En revanche, l'assiette du calcul demeure inchangée, égale au traitement correspondant à l'indice effectivement détenu depuis six mois (il avait été envisagé, dans un premier temps, de se baser sur les trois dernières années).

Ainsi le pourcentage maximal de liquidation et l'assiette du calcul étant reconduits, le niveau des pensions pour une carrière complète est maintenu.

2. Une application très progressive

L'allongement de la durée de cotisation de 37 ans et demi à 40 ans s'effectuera progressivement de 2003 à 2008 (article 45), tandis que le décote montera progressivement en puissance de 2006 à 2020, accompagnant puis relayant l'allongement de la durée de cotisation, la décote étant négligeable les premières années compte tenu de la lenteur de sa montée en puissance.

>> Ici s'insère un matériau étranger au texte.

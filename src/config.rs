//! Compile-time allocator parameters.
//!
//! Every thread's [`Heap`](crate::Heap) shares these values; none of them
//! can be changed at runtime.

use std::mem;

use crate::block::BlockHeader;

/// Capacity of a single arena buffer in bytes.
pub const ARENA_SIZE: usize = 1024 * 4;

/// Minimum allocation granularity: the alignment of `max_align_t`.
///
/// Every request is rounded up to a multiple of this value, and every
/// payload pointer handed out is aligned to it.
pub const MIN_ALLOC_SIZE: usize = mem::align_of::<libc::max_align_t>();

/// Bytes reserved in front of every payload for its [`BlockHeader`].
pub const HEADER_SIZE: usize = crate::align!(mem::size_of::<BlockHeader>());

/// Number of exact size classes, one per rounded payload size that still
/// fits inside one arena.
pub const NUM_ALLOC_SIZES: usize = (ARENA_SIZE - HEADER_SIZE) / MIN_ALLOC_SIZE;

/// Offset below which an arena still has room for one minimum-size block.
///
/// Freeing the only block of an arena whose predecessor sits below this
/// offset unmaps the arena instead of free-listing the block. The exact
/// cutoff is a heuristic and may be tuned.
pub const RETIRE_THRESHOLD: usize = ARENA_SIZE - MIN_ALLOC_SIZE - HEADER_SIZE;

const _: () = assert!(MIN_ALLOC_SIZE.is_power_of_two());
const _: () = assert!(HEADER_SIZE + MIN_ALLOC_SIZE <= ARENA_SIZE);
/// Rounds a size up to the platform's maximum scalar alignment
/// (`alignof(max_align_t)`).
///
/// # Examples
///
/// ```rust
/// use arenalloc::{align, config::MIN_ALLOC_SIZE};
///
/// assert_eq!(align!(1), MIN_ALLOC_SIZE);
/// assert_eq!(align!(MIN_ALLOC_SIZE), MIN_ALLOC_SIZE);
/// assert_eq!(align!(MIN_ALLOC_SIZE + 1), MIN_ALLOC_SIZE * 2);
/// ```
#[macro_export]
macro_rules! align {
  ($value:expr) => {
    ((($value) + $crate::config::MIN_ALLOC_SIZE - 1) & !($crate::config::MIN_ALLOC_SIZE - 1))
  };
}

/// Header plus payload footprint of a request of `$size` bytes.
///
/// ```text
///   ┌────────────────────┬──────────────────────────┐
///   │  align!(header)    │      align!(size)        │
///   └────────────────────┴──────────────────────────┘
/// ```
#[macro_export]
macro_rules! total_size {
  ($size:expr) => {
    ($crate::config::HEADER_SIZE + $crate::align!($size))
  };
}

#[cfg(test)]
mod tests {
  use crate::config::{HEADER_SIZE, MIN_ALLOC_SIZE};

  #[test]
  fn test_align() {
    let mut alignments = Vec::new();

    for i in 0..10 {
      let sizes = (MIN_ALLOC_SIZE * i + 1)..=(MIN_ALLOC_SIZE * (i + 1));

      let expected_alignment = MIN_ALLOC_SIZE * (i + 1);

      alignments.push((sizes, expected_alignment));
    }

    for (sizes, expected) in alignments {
      for size in sizes {
        assert_eq!(expected, align!(size));
      }
    }
  }

  #[test]
  fn test_align_half() {
    assert_eq!(align!(MIN_ALLOC_SIZE / 2), MIN_ALLOC_SIZE);
  }

  #[test]
  fn test_total_size() {
    let size = MIN_ALLOC_SIZE / 2;
    assert_eq!(total_size!(size), MIN_ALLOC_SIZE + HEADER_SIZE);
    assert_eq!(total_size!(MIN_ALLOC_SIZE * 3), MIN_ALLOC_SIZE * 3 + HEADER_SIZE);
  }
}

Ainsi, force est de constater que la réforme, dont le coeur est constitué par le couplage de l'allongement de la durée de cotisation et de l'instauration de la décote, s'effectuera avec une progressivité suffisante pour modifier les comportements sans jamais « surprendre » les fonctionnaires : plus ils sont avancés dans leur carrière, plus les modalités de liquidation de leurs pensions suivront des règles proches de celles actuellement en vigueur.

* 20 Le régime de l'Etat (qui ne fait pas l'objet d'une individualisation juridique) pour les fonctionnaires de l'Etat, et la caisse nationale de retraite des agents des collectivités locales (CNRACL) pour les agents relevant des fonctions publiques territoriale et hospitalière.

* 21 A l'issue de la période transitoire (2004-2008) instaurée par l'article 45 du présent projet de loi.

* 22 Rapport spécial (n° 68 -Tome III - annexe 21) sur les crédits de la fonction publique et de la réforme de l'Etat pour 2003.

* 23 Le rapport [pensions actualisées/cotisations actualisées] diminue avec l'application de la décote, mécanisme dont le régime général tire donc profit.

* 24 Le rapport [pensions actualisées / cotisations actualisées] augmente avec le nombre d'annuités manquantes, au détriment des régimes des fonctionnaires.

* 25 Le premier rapport du Conseil d'orientation des retraites (2001) en avait fait une piste privilégiée pour assurer l'égalité entre les régimes.

* 26 A l'issue de la période transitoire instaurée par l'article 45 du présent projet de loi, soit en 2008.